#### INSTRUCTIONS FOR THE TASK:
Print every one of the records verbatim, omitting nothing.

#### SOURCE MATERIAL:
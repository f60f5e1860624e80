//! The recursive type descriptor.
//!
//! `TypeRef` is a plain value: it names a defined type (possibly instantiated
//! with generic arguments), a generic parameter, or a by-reference wrapper.
//! Member matching works over these values, never over live objects, so the
//! matcher can be exercised without running any target code.

use crate::idx::TypeId;

/// Reference to a type as it appears in a signature or on an object.
#[derive(Clone, PartialEq, Eq, Hash, Debug)]
pub enum TypeRef {
    /// A defined type. `args` is empty for non-generic types.
    Def { id: TypeId, args: Vec<TypeRef> },
    /// A generic parameter of the declaring type or method.
    Param(GenericParam),
    /// Managed by-reference wrapper used by `in`/`out`/`ref` parameters.
    ByRef(Box<TypeRef>),
}

/// Where a generic parameter is declared.
#[derive(Copy, Clone, PartialEq, Eq, Hash, Debug)]
pub enum ParamScope {
    Type,
    Method,
}

/// A generic parameter reference.
#[derive(Clone, PartialEq, Eq, Hash, Debug)]
pub struct GenericParam {
    pub scope: ParamScope,
    pub index: u32,
    pub name: String,
}

impl TypeRef {
    /// Non-generic reference to `id`.
    #[inline]
    pub fn of(id: TypeId) -> Self {
        TypeRef::Def {
            id,
            args: Vec::new(),
        }
    }

    /// Generic instantiation of `id`.
    pub fn generic(id: TypeId, args: Vec<TypeRef>) -> Self {
        TypeRef::Def { id, args }
    }

    pub fn by_ref(inner: TypeRef) -> Self {
        TypeRef::ByRef(Box::new(inner))
    }

    pub fn type_param(index: u32, name: impl Into<String>) -> Self {
        TypeRef::Param(GenericParam {
            scope: ParamScope::Type,
            index,
            name: name.into(),
        })
    }

    pub fn method_param(index: u32, name: impl Into<String>) -> Self {
        TypeRef::Param(GenericParam {
            scope: ParamScope::Method,
            index,
            name: name.into(),
        })
    }

    #[inline]
    pub fn object() -> Self {
        Self::of(TypeId::OBJECT)
    }

    #[inline]
    pub fn void() -> Self {
        Self::of(TypeId::VOID)
    }

    /// The defined type this reference names, ignoring generic arguments.
    ///
    /// By-ref wrappers and generic parameters have no definition.
    pub fn def_id(&self) -> Option<TypeId> {
        match self {
            TypeRef::Def { id, .. } => Some(*id),
            TypeRef::Param(_) | TypeRef::ByRef(_) => None,
        }
    }

    #[inline]
    pub fn is_by_ref(&self) -> bool {
        matches!(self, TypeRef::ByRef(_))
    }

    /// Strip one by-ref wrapper, if present.
    pub fn element(&self) -> &TypeRef {
        match self {
            TypeRef::ByRef(inner) => inner,
            other => other,
        }
    }

    #[inline]
    pub fn is_void(&self) -> bool {
        self.def_id() == Some(TypeId::VOID)
    }

    #[inline]
    pub fn is_object(&self) -> bool {
        matches!(self, TypeRef::Def { id, args } if *id == TypeId::OBJECT && args.is_empty())
    }

    #[inline]
    pub fn is_generic_param(&self) -> bool {
        matches!(self, TypeRef::Param(_))
    }

    /// Generic arguments of an instantiation; empty otherwise.
    pub fn generic_args(&self) -> &[TypeRef] {
        match self {
            TypeRef::Def { args, .. } => args,
            TypeRef::Param(_) | TypeRef::ByRef(_) => &[],
        }
    }

    #[inline]
    pub fn is_generic_instance(&self) -> bool {
        !self.generic_args().is_empty()
    }

    /// Check if any generic parameter (of either scope) occurs in this type.
    pub fn has_params(&self) -> bool {
        match self {
            TypeRef::Def { args, .. } => args.iter().any(TypeRef::has_params),
            TypeRef::Param(_) => true,
            TypeRef::ByRef(inner) => inner.has_params(),
        }
    }

    /// Replace generic parameters with the supplied arguments.
    ///
    /// Parameters without a corresponding argument are left in place.
    #[must_use]
    pub fn substitute(&self, type_args: &[TypeRef], method_args: &[TypeRef]) -> TypeRef {
        match self {
            TypeRef::Def { id, args } => TypeRef::Def {
                id: *id,
                args: args
                    .iter()
                    .map(|arg| arg.substitute(type_args, method_args))
                    .collect(),
            },
            TypeRef::Param(param) => {
                let source = match param.scope {
                    ParamScope::Type => type_args,
                    ParamScope::Method => method_args,
                };
                source
                    .get(param.index as usize)
                    .cloned()
                    .unwrap_or_else(|| self.clone())
            }
            TypeRef::ByRef(inner) => {
                TypeRef::ByRef(Box::new(inner.substitute(type_args, method_args)))
            }
        }
    }
}

impl From<TypeId> for TypeRef {
    fn from(id: TypeId) -> Self {
        TypeRef::of(id)
    }
}

/// How an argument is passed.
#[derive(Copy, Clone, PartialEq, Eq, Hash, Debug, Default)]
pub enum ParamMode {
    /// Passed by value.
    #[default]
    Value,
    /// Read-only reference.
    In,
    /// Written by the callee before it returns.
    Out,
    /// Read and written by the callee.
    Ref,
}

impl ParamMode {
    #[inline]
    pub const fn is_by_ref(self) -> bool {
        !matches!(self, ParamMode::Value)
    }

    /// Check if the callee writes the argument back.
    #[inline]
    pub const fn writes_back(self) -> bool {
        matches!(self, ParamMode::Out | ParamMode::Ref)
    }
}

#[cfg(test)]
mod tests;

#### TASK OUTPUT:
repository f60f5e1860624e80
//! The recursive type descriptor.
//!
//! `TypeRef` is a plain value: it names a defined type (possibly instantiated
//! with generic arguments), a generic parameter, or a by-reference wrapper.
//! Member matching works over these values, never over live objects, so the
//! matcher can be exercised without running any target code.

use crate::idx::TypeId;

/// Reference to a type as it appears in a signature or on an object.
#[derive(Clone, PartialEq, Eq, Hash, Debug)]
pub enum TypeRef {
    /// A defined type. `args` is empty for non-generic types.
    Def { id: TypeId, args: Vec<TypeRef> },
    /// A generic parameter of the declaring type or method.
    Param(GenericParam),
    /// Managed by-reference wrapper used by `in`/`out`/`ref` parameters.
    ByRef(Box<TypeRef>),
}

/// Where a generic parameter is declared.
#[derive(Copy, Clone, PartialEq, Eq, Hash, Debug)]
pub enum ParamScope {
    Type,
    Method,
}

/// A generic parameter reference.
#[derive(Clone, PartialEq, Eq, Hash, Debug)]
pub struct GenericParam {
    pub scope: ParamScope,
    pub index: u32,
    pub name: String,
}

impl TypeRef {
    /// Non-generic reference to `id`.
    #[inline]
    pub fn of(id: TypeId) -> Self {
        TypeRef::Def {
            id,
            args: Vec::new(),
        }
    }

    /// Generic instantiation of `id`.
    pub fn generic(id: TypeId, args: Vec<TypeRef>) -> Self {
        TypeRef::Def { id, args }
    }

    pub fn by_ref(inner: TypeRef) -> Self {
        TypeRef::ByRef(Box::new(inner))
    }

    pub fn type_param(index: u32, name: impl Into<String>) -> Self {
        TypeRef::Param(GenericParam {
            scope: ParamScope::Type,
            index,
            name: name.into(),
        })
    }

    pub fn method_param(index: u32, name: impl Into<String>) -> Self {
        TypeRef::Param(GenericParam {
            scope: ParamScope::Method,
            index,
            name: name.into(),
        })
    }

    #[inline]
    pub fn object() -> Self {
        Self::of(TypeId::OBJECT)
    }

    #[inline]
    pub fn void() -> Self {
        Self::of(TypeId::VOID)
    }

    /// The defined type this reference names, ignoring generic arguments.
    ///
    /// By-ref wrappers and generic parameters have no definition.
    pub fn def_id(&self) -> Option<TypeId> {
        match self {
            TypeRef::Def { id, .. } => Some(*id),
            TypeRef::Param(_) | TypeRef::ByRef(_) => None,
        }
    }

    #[inline]
    pub fn is_by_ref(&self) -> bool {
        matches!(self, TypeRef::ByRef(_))
    }

    /// Strip one by-ref wrapper, if present.
    pub fn element(&self) -> &TypeRef {
        match self {
            TypeRef::ByRef(inner) => inner,
            other => other,
        }
    }

    #[inline]
    pub fn is_void(&self) -> bool {
        self.def_id() == Some(TypeId::VOID)
    }

    #[inline]
    pub fn is_object(&self) -> bool {
        matches!(self, TypeRef::Def { id, args } if *id == TypeId::OBJECT && args.is_empty())
    }

    #[inline]
    pub fn is_generic_param(&self) -> bool {
        matches!(self, TypeRef::Param(_))
    }

    /// Generic arguments of an instantiation; empty otherwise.
    pub fn generic_args(&self) -> &[TypeRef] {
        match self {
            TypeRef::Def { args, .. } => args,
            TypeRef::Param(_) | TypeRef::ByRef(_) => &[],
        }
    }

    #[inline]
    pub fn is_generic_instance(&self) -> bool {
        !self.generic_args().is_empty()
    }

    /// Check if any generic parameter (of either scope) occurs in this type.
    pub fn has_params(&self) -> bool {
        match self {
            TypeRef::Def { args, .. } => args.iter().any(TypeRef::has_params),
            TypeRef::Param(_) => true,
            TypeRef::ByRef(inner) => inner.has_params(),
        }
    }

    /// Replace generic parameters with the supplied arguments.
    ///
    /// Parameters without a corresponding argument are left in place.
    #[must_use]
    pub fn substitute(&self, type_args: &[TypeRef], method_args: &[TypeRef]) -> TypeRef {
        match self {
            TypeRef::Def { id, args } => TypeRef::Def {
                id: *id,
                args: args
                    .iter()
                    .map(|arg| arg.substitute(type_args, method_args))
                    .collect(),
            },
            TypeRef::Param(param) => {
                let source = match param.scope {
                    ParamScope::Type => type_args,
                    ParamScope::Method => method_args,
                };
                source
                    .get(param.index as usize)
                    .cloned()
                    .unwrap_or_else(|| self.clone())
            }
            TypeRef::ByRef(inner) => {
                TypeRef::ByRef(Box::new(inner.substitute(type_args, method_args)))
            }
        }
    }
}

impl From<TypeId> for TypeRef {
    fn from(id: TypeId) -> Self {
        TypeRef::of(id)
    }
}

/// How an argument is passed.
#[derive(Copy, Clone, PartialEq, Eq, Hash, Debug, Default)]
pub enum ParamMode {
    /// Passed by value.
    #[default]
    Value,
    /// Read-only reference.
    In,
    /// Written by the callee before it returns.
    Out,
    /// Read and written by the callee.
    Ref,
}

impl ParamMode {
    #[inline]
    pub const fn is_by_ref(self) -> bool {
        !matches!(self, ParamMode::Value)
    }

    /// Check if the callee writes the argument back.
    #[inline]
    pub const fn writes_back(self) -> bool {
        matches!(self, ParamMode::Out | ParamMode::Ref)
    }
}

#[cfg(test)]
mod tests;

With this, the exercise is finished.